Written By Unknown on Senin, 29 Juli 2013 | 00.52

When Joe Morone, Jon Warman and Diana Brazzell were dorm mates at Brown University, they shared a vision of the importance of higher education and academic research, but they also knew that research, detailed in academic journals, could often be long, dense and inaccessible to the general public.

So in the fall of 2011, years after their graduation, they founded Footnote, a startup that collaborates with scholars to translate the most technical language into layman's terms — a CliffsNotes, if you will, for academic journals.

"Every year, 1.6 million articles are published in academic journals, but once the research is published, very few people end up seeing it because it's written for an audience of peers," Morone said.

"Our goal is to be a conduit between academic research and intellectually curious readers, policymakers, entrepreneurs and educators."

To do that, Footnote's editorial team works with researchers from Harvard, MIT, Yale and some of the nation's other top universities to craft articles based on those found in academic journals.

Subjects range broadly, from what happens to children when a parent goes to prison, to whether government should intervene to make people healthier.

"We look for issues we think are important and that can be impacted by the latest research," said Morone, whose company was named one of 128 MassChallenge finalists earlier this year.

"The challenge is how do we make better use of this information? We want to deliver brilliant research and expertise on issues that matter in a way that people can use."

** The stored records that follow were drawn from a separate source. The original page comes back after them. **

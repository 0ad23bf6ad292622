use std::{fmt::Display, str::FromStr};

use serde::{Deserialize, Serialize};

use crate::{
    errors::errors::{Error, ErrorImpl},
    lexer::charset::Charset,
    Span,
};

/// Dialect flags that change how text is tokenized and how a few operators
/// bind. Only the syntactically relevant subset of the server's `sql_mode`
/// is modelled; the remaining names are accepted and ignored.
#[derive(Debug, Clone, Copy, Default, PartialEq, Eq, Serialize, Deserialize)]
#[serde(default)]
pub struct SqlMode {
    /// `"text"` is a quoted identifier instead of a string literal.
    pub ansi_quotes: bool,
    /// `||` is string concatenation instead of logical OR.
    pub pipes_as_concat: bool,
    /// `NOT` binds as tightly as `!`.
    pub high_not_precedence: bool,
    /// Backslash is an ordinary character inside string literals.
    pub no_backslash_escapes: bool,
    /// Whitespace is allowed between a built-in function name and `(`,
    /// which turns those names into reserved words.
    pub ignore_space: bool,
}

/// Mode names that are valid for the server but have no syntactic effect.
const IGNORED_MODES: &[&str] = &[
    "REAL_AS_FLOAT",
    "ONLY_FULL_GROUP_BY",
    "STRICT_TRANS_TABLES",
    "STRICT_ALL_TABLES",
    "NO_ZERO_IN_DATE",
    "NO_ZERO_DATE",
    "ERROR_FOR_DIVISION_BY_ZERO",
    "NO_ENGINE_SUBSTITUTION",
    "NO_AUTO_VALUE_ON_ZERO",
    "NO_UNSIGNED_SUBTRACTION",
    "NO_DIR_IN_CREATE",
    "ALLOW_INVALID_DATES",
    "PAD_CHAR_TO_FULL_LENGTH",
    "TIME_TRUNCATE_FRACTIONAL",
    "TRADITIONAL",
];

impl SqlMode {
    /// The `ANSI` combination mode.
    pub fn ansi() -> Self {
        SqlMode {
            ansi_quotes: true,
            pipes_as_concat: true,
            ignore_space: true,
            ..SqlMode::default()
        }
    }

    fn set(&mut self, name: &str) -> bool {
        match name {
            "ANSI_QUOTES" => self.ansi_quotes = true,
            "PIPES_AS_CONCAT" => self.pipes_as_concat = true,
            "HIGH_NOT_PRECEDENCE" => self.high_not_precedence = true,
            "NO_BACKSLASH_ESCAPES" => self.no_backslash_escapes = true,
            "IGNORE_SPACE" => self.ignore_space = true,
            "ANSI" => {
                self.ansi_quotes = true;
                self.pipes_as_concat = true;
                self.ignore_space = true;
            }
            other => return IGNORED_MODES.contains(&other),
        }
        true
    }
}

impl FromStr for SqlMode {
    type Err = Error;

    /// Parses the comma separated `sql_mode` format, e.g.
    /// `"ANSI_QUOTES,PIPES_AS_CONCAT"`. Names are case-insensitive.
    fn from_str(s: &str) -> Result<Self, Self::Err> {
        let mut mode = SqlMode::default();

        for name in s.split(',').map(str::trim).filter(|name| !name.is_empty()) {
            if !mode.set(&name.to_ascii_uppercase()) {
                return Err(Error::new(
                    ErrorImpl::InvalidSqlMode {
                        mode: name.to_string(),
                    },
                    Span::default(),
                ));
            }
        }

        Ok(mode)
    }
}

impl Display for SqlMode {
    fn fmt(&self, f: &mut std::fmt::Formatter<'_>) -> std::fmt::Result {
        let flags = [
            (self.ansi_quotes, "ANSI_QUOTES"),
            (self.pipes_as_concat, "PIPES_AS_CONCAT"),
            (self.high_not_precedence, "HIGH_NOT_PRECEDENCE"),
            (self.no_backslash_escapes, "NO_BACKSLASH_ESCAPES"),
            (self.ignore_space, "IGNORE_SPACE"),
        ];
        let names: Vec<&str> = flags
            .iter()
            .filter(|(enabled, _)| *enabled)
            .map(|(_, name)| *name)
            .collect();
        write!(f, "{}", names.join(","))
    }
}

/// Everything a parse request needs besides the input bytes.
#[derive(Debug, Clone, PartialEq, Eq, Serialize, Deserialize)]
#[serde(default)]
pub struct ParserConfig {
    /// Charset the input buffer is encoded in.
    pub charset: Charset,
    pub sql_mode: SqlMode,
    /// Maximum grammar nesting (parentheses, subqueries, unary chains).
    pub max_depth: usize,
}

impl Default for ParserConfig {
    fn default() -> Self {
        ParserConfig {
            charset: Charset::Utf8mb4,
            sql_mode: SqlMode::default(),
            max_depth: 256,
        }
    }
}

impl ParserConfig {
    pub fn with_sql_mode(mut self, sql_mode: SqlMode) -> Self {
        self.sql_mode = sql_mode;
        self
    }

    pub fn with_charset(mut self, charset: Charset) -> Self {
        self.charset = charset;
        self
    }

    /// Loads a configuration from JSON, e.g.
    /// `{"charset": "latin1", "sql_mode": {"ansi_quotes": true}}`.
    pub fn from_json(json: &str) -> Result<Self, Error> {
        serde_json::from_str(json).map_err(|err| {
            Error::new(
                ErrorImpl::InvalidConfig {
                    message: err.to_string(),
                },
                Span::default(),
            )
        })
    }
}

Jesse Lyons, a postdoctoral researcher in systems biology at MIT and Massachusetts General Hospital, has written Footnote articles on multiple subjects, including how light affects the brain, whether stem cells offer a cure for deafness, and whether a drug that decreases sperm count in mice could lead to a birth control pill for men.

"The goal is to make specialized academic research accessible and engaging without losing the complexity," Lyons explained.

"We want to make it understandable without dumbing it down."

Footnote is partnering with the College and University Research Collaborative in Providence, where top policymakers in Rhode Island have gone with questions about economic development.

The collaborative takes their questions to researchers, whose answers Footnote then translates.

"It's absolutely so important to the work we're doing," said Amber Gilfert, the collaborative's program director.

"We see Footnote providing that key piece, taking research and putting it into a format that our policy leaders and community can easily understand," Gilfert said.